Aim: The success of vital pulp treatment (VPT) has been linked to the release of growth factors (GFs) from the dentine matrix, which stimulate dental pulp stem cell (DPSC) activities. Ethylenediaminetetraacetic acid (EDTA) is a commonly used chelating agent that induces the release of GFs bound in the dentine matrix. A 7% Maleic acid (MA) solution has been shown to have better smear layer removal capability and less cytotoxicity compared with 17% EDTA. However, no study has evaluated the effect of 7% MA on the release of GFs from circumpulpal dentine and subsequent DPSC behaviour.
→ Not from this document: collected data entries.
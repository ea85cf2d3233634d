//! List operations
//!
//! A list is a circular doubly linked ring anchored by a header cell. Members are datum
//! cells and sublist cells; a sublist cell holds one reference on the list it names.
//!
//! Ownership rules:
//! - The creator of a list holds an implicit reference and gives it up with `delete_list`
//! - `push`/`enqueue`/`put` of a list take a new reference for the sublist cell
//! - `pop`/`dequeue` hand the removed sublist cell's reference to the caller
//! - A list is reclaimed when `delete_list` finds its count at zero

use core::mem;

use hashbrown::HashSet;

use crate::{
    avsl::Avsl,
    cell::{Item, Link, Payload, Role},
    error::{Misuse, SlipError, SlipResult},
    handle::{CellId, ListHandle},
    header::{HeaderFields, Mark},
    pending::PendingQueue,
    sequencer::{Direction, Scope, Target},
};
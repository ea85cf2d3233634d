//! Low-level dumps for debugging

use core::fmt::{self, Write};

use crate::{
    avsl::Avsl,
    cell::{Cell, Payload},
    error::SlipResult,
    handle::{CellId, ListHandle},
    visitor::ListVisitor,
};

impl Avsl {
    /// One line describing a cell: index, generation, links and payload
    pub fn dump_cell(&self, id: CellId) -> String {
        self.dump_index(id.index())
    }

    pub(crate) fn dump_index(&self, index: u32) -> String {
        if index as usize >= self.stats().total {
            return format!("{index:#010x} <outside arena>");
        }

        let mut out = String::new();
        let _ = write_cell(&mut out, index, self.slot(index));
        out
    }

    /// Indented dump of a list and everything reachable from it
    #[track_caller]
    pub fn dump_list(&mut self, list: ListHandle) -> SlipResult<String> {
        let mut dumper = Dumper::default();
        self.walk(list, &mut dumper)?;
        Ok(dumper.out)
    }

    /// Every cell in the arena, free ones included
    pub fn dump_arena(&self) -> String {
        let stats = self.stats();
        let mut out = String::new();
        let _ = writeln!(
            out,
            "avsl: {} cells, {} available, {} increments of {}",
            stats.total, stats.available, stats.allocation_increments, stats.growth_delta
        );
        for index in 0..stats.total as u32 {
            let _ = write_cell(&mut out, index, self.slot(index));
            out.push('\n');
        }
        out
    }
}

fn write_cell(out: &mut impl Write, index: u32, cell: &Cell) -> fmt::Result {
    write!(
        out,
        "{index:#010x} g{} [{} | {}] ",
        cell.generation, cell.left, cell.right
    )?;

    match &cell.payload {
        Payload::Header(fields) => {
            write!(
                out,
                "header refs={} mark={:#06x}",
                fields.ref_count.get(),
                fields.mark.bits()
            )?;
            if let Some(descriptor) = fields.descriptor {
                write!(out, " desc={descriptor}")?;
            }
            match fields.owner {
                Some(owner) => write!(out, " owner={owner}"),
                None => Ok(()),
            }
        }
        Payload::Sublist(list) => write!(out, "sublist -> {list}"),
        Payload::Datum(datum) => write!(out, "datum {datum:?}"),
        Payload::Reader(sublist) => write!(out, "reader @ {sublist}"),
        Payload::Vacant => out.write_str("vacant"),
    }
}

#[derive(Default)]
struct Dumper {
    out: String,
}

impl Dumper {
    fn line(&mut self, depth: usize, text: &str) {
        for _ in 0..depth {
            self.out.push_str("  ");
        }
        self.out.push_str(text);
        self.out.push('\n');
    }
}

impl ListVisitor for Dumper {
    fn enter_list(&mut self, avsl: &Avsl, list: ListHandle, depth: usize) {
        // Nested headers are printed under the sublist cell that leads to them
        if depth == 0 {
            self.line(depth, &avsl.dump_cell(list.id()));
        }
    }

    fn visit_cell(&mut self, avsl: &Avsl, cell: CellId, depth: usize) {
        self.line(depth, &avsl.dump_cell(cell));
    }

    fn visit_cycle(&mut self, _avsl: &Avsl, list: ListHandle, depth: usize) {
        self.line(depth + 1, &format!("<cycle {}>", list.id()));
    }
}
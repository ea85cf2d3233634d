//! Process-wide arena
//!
//! Most programs want a single arena shared by everything. This module keeps one behind
//! a mutex; `initialize` creates it, `with` borrows it, `shutdown` drops it.

use once_cell::sync::Lazy;
use parking_lot::Mutex;

use crate::{
    avsl::{Avsl, AvslStats},
    options::OptionsBuilder,
};

static GLOBAL_AVSL: Lazy<Mutex<Option<Avsl>>> = Lazy::new(|| Mutex::new(None));

/// Create the global arena. Re-initializing replaces the previous arena, and handles
/// into it must not be used again.
pub fn initialize(initial_cells: usize, growth_delta: usize) -> AvslStats {
    let options = OptionsBuilder::new()
        .initial_cells(initial_cells)
        .growth_delta(growth_delta)
        .build();
    let avsl = Avsl::new(options);
    let stats = avsl.stats();

    let mut global = GLOBAL_AVSL.lock();
    if global.is_some() {
        tracing::warn!("replacing an initialized global cell arena");
    }
    *global = Some(avsl);

    tracing::debug!(initial_cells, growth_delta, "initialized global cell arena");
    stats
}

pub fn is_initialized() -> bool {
    GLOBAL_AVSL.lock().is_some()
}

/// Reset the global arena. Returns `false` if it was never initialized.
pub fn reset_to_pristine() -> bool {
    match GLOBAL_AVSL.lock().as_mut() {
        Some(avsl) => {
            avsl.reset_to_pristine();
            true
        }
        None => false,
    }
}

/// Drop the global arena, returning its final counters
pub fn shutdown() -> Option<AvslStats> {
    let avsl = GLOBAL_AVSL.lock().take()?;
    let stats = avsl.stats();
    tracing::debug!(total = stats.total, available = stats.available, "shut down global cell arena");
    Some(stats)
}

/// Run `f` with the global arena locked. Returns `None` if it is not initialized.
pub fn with<R>(f: impl FnOnce(&mut Avsl) -> R) -> Option<R> {
    GLOBAL_AVSL.lock().as_mut().map(f)
}

pub fn stats() -> Option<AvslStats> {
    with(|avsl| avsl.stats())
}
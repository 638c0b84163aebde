//! Platform capabilities the widget delegates to.
//!
//! Both are fire-and-forget from the widget's point of view. An error only
//! means the command could not be handed to the platform.

use anyhow::Result;

/// Write access to the system clipboard
pub trait Clipboard: Send + Sync {
    fn write_text(&self, text: &str) -> Result<()>;
}

/// Text-to-speech
pub trait SpeechSynthesizer: Send + Sync {
    /// Speak `text` with the voice for `locale` (e.g., "ru-RU").
    /// A missing voice is the platform's concern.
    fn speak(&self, text: &str, locale: &str) -> Result<()>;
}
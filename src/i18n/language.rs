//! Language type: Validated language selection.
//!
//! A `Language` can only be built from a code the registry knows, so a
//! picker selection never holds an unknown code.

use crate::i18n::LanguageRegistry;
use anyhow::{bail, Result};
use serde::{Serialize, Serializer};
use std::fmt;

/// A validated language.
#[derive(Debug, Clone, Copy, PartialEq, Eq)]
pub struct Language {
    /// Locale tag (e.g., "en-GB", "ru-RU")
    code: &'static str,
}

impl Language {
    /// English (Great Britain), the default source language.
    pub const ENGLISH: Language = Language { code: "en-GB" };

    /// Russian, the default target language.
    pub const RUSSIAN: Language = Language { code: "ru-RU" };

    /// Create a Language from a locale tag.
    ///
    /// # Returns
    /// * `Ok(Language)` if the registry contains the code
    /// * `Err` if the code is unknown
    ///
    /// # Example
    /// ```ignore
    /// let french = Language::from_code("fr-FR")?;
    /// ```
    pub fn from_code(code: &str) -> Result<Language> {
        match LanguageRegistry::get().get_by_code(code) {
            Some(entry) => Ok(Language { code: entry.code }),
            None => bail!("Unknown language code: '{}'", code),
        }
    }

    /// The locale tag, used both in the API language pair and as the
    /// speech locale.
    pub fn code(&self) -> &'static str {
        self.code
    }

    /// Display name (e.g., "English").
    pub fn name(&self) -> &'static str {
        LanguageRegistry::get()
            .get_by_code(self.code)
            .map_or(self.code, |entry| entry.name)
    }
}

impl fmt::Display for Language {
    fn fmt(&self, f: &mut fmt::Formatter<'_>) -> fmt::Result {
        f.write_str(self.code)
    }
}

impl Serialize for Language {
    fn serialize<S: Serializer>(&self, serializer: S) -> std::result::Result<S::Ok, S::Error> {
        serializer.serialize_str(self.code)
    }
}
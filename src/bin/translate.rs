//! One-shot translation through the widget controller.
//!
//! Usage:
//!   cargo run --bin translate -- en-GB ru-RU Hello world
//!
//! Optional:
//! - TRANSLATION_API_URL (defaults to the public MyMemory endpoint)

use anyhow::{bail, Context, Result};
use std::sync::Arc;
use text_translator_widget::config::DEFAULT_TRANSLATION_API_URL;
use text_translator_widget::i18n::Language;
use text_translator_widget::notification::LogNotifier;
use text_translator_widget::platform::{Clipboard, SpeechSynthesizer};
use text_translator_widget::translation::MyMemoryClient;
use text_translator_widget::widget::{Capabilities, WidgetController};

/// Clipboard and speech have no terminal counterpart
struct Unavailable;

impl Clipboard for Unavailable {
    fn write_text(&self, _text: &str) -> Result<()> {
        bail!("clipboard is not available from the command line")
    }
}

impl SpeechSynthesizer for Unavailable {
    fn speak(&self, _text: &str, _locale: &str) -> Result<()> {
        bail!("speech is not available from the command line")
    }
}

#[tokio::main]
async fn main() -> Result<()> {
    let _ = dotenvy::dotenv();

    tracing_subscriber::fmt()
        .with_env_filter(
            tracing_subscriber::EnvFilter::from_default_env()
                .add_directive("text_translator_widget=warn".parse()?),
        )
        .with_writer(std::io::stderr)
        .init();

    let args: Vec<String> = std::env::args().skip(1).collect();
    if args.len() < 3 {
        bail!("Usage: translate <source-code> <target-code> <text...>");
    }

    let source = Language::from_code(&args[0]).context("Invalid source language")?;
    let target = Language::from_code(&args[1]).context("Invalid target language")?;
    let text = args[2..].join(" ");

    let api_url = std::env::var("TRANSLATION_API_URL")
        .unwrap_or_else(|_| DEFAULT_TRANSLATION_API_URL.to_string());

    let caps = Capabilities {
        translator: Arc::new(MyMemoryClient::new(reqwest::Client::new(), api_url)),
        notifier: Arc::new(LogNotifier),
        clipboard: Arc::new(Unavailable),
        speech: Arc::new(Unavailable),
    };

    let mut controller = WidgetController::new(caps, source, target);
    controller.set_input(text);
    controller.submit().await?;

    println!("{}", controller.state().output);
    Ok(())
}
This study aimed to evaluate the effect of 17% EDTA and 7% MA conditioning of circumpulpal dentine on the release of transforming growth factor-β1 (TGF-β1), as well as the DPSC activities. Methodology: Dentine slices treated with phosphate-buffered saline (PBS) acted as the control, while the experimental groups comprised 17% EDTA and 7% MA. The release of TGF-β1 was quantified using ELISA following treatment with the experimental solutions. DPSC proliferation was evaluated with the MTT assay, cell migration was assessed through scratch wound and transwell migration assays. Osteogenic differentiation potential of DPSCs was verified using Alizarin Red staining and an alkaline phosphatase (AP) activity assay. Results: 7% MA induced the highest release of TGF-β1 compared with 17% EDTA and PBS (p < 0.001). 7% MA at 1/1000 dilution significantly increased DPSC proliferation compared with 17% EDTA and PBS (p < 0.001). The scratch wound healing and transwell migration assays demonstrated superior DPSC migration in the 7% MA compared with the 17% EDTA group (p < 0.001). Alizarin Red staining and quantification indicated the highest formation of mineralized nodules in the 7% MA compared with the 17% EDTA group (p < 0.0001). The AP activity assay showed similar enzyme activity in 7% MA and 17% EDTA treated samples. Conclusions: Within the limitations of this study 7% MA performed better than 17% EDTA in promoting TGF-β1 release from dentine, as well as increased DPSC responses related to cell proliferation, migration, and mineralisation. These findings indicate that 7% MA may be a promising dentine conditioning agent during VPT procedures.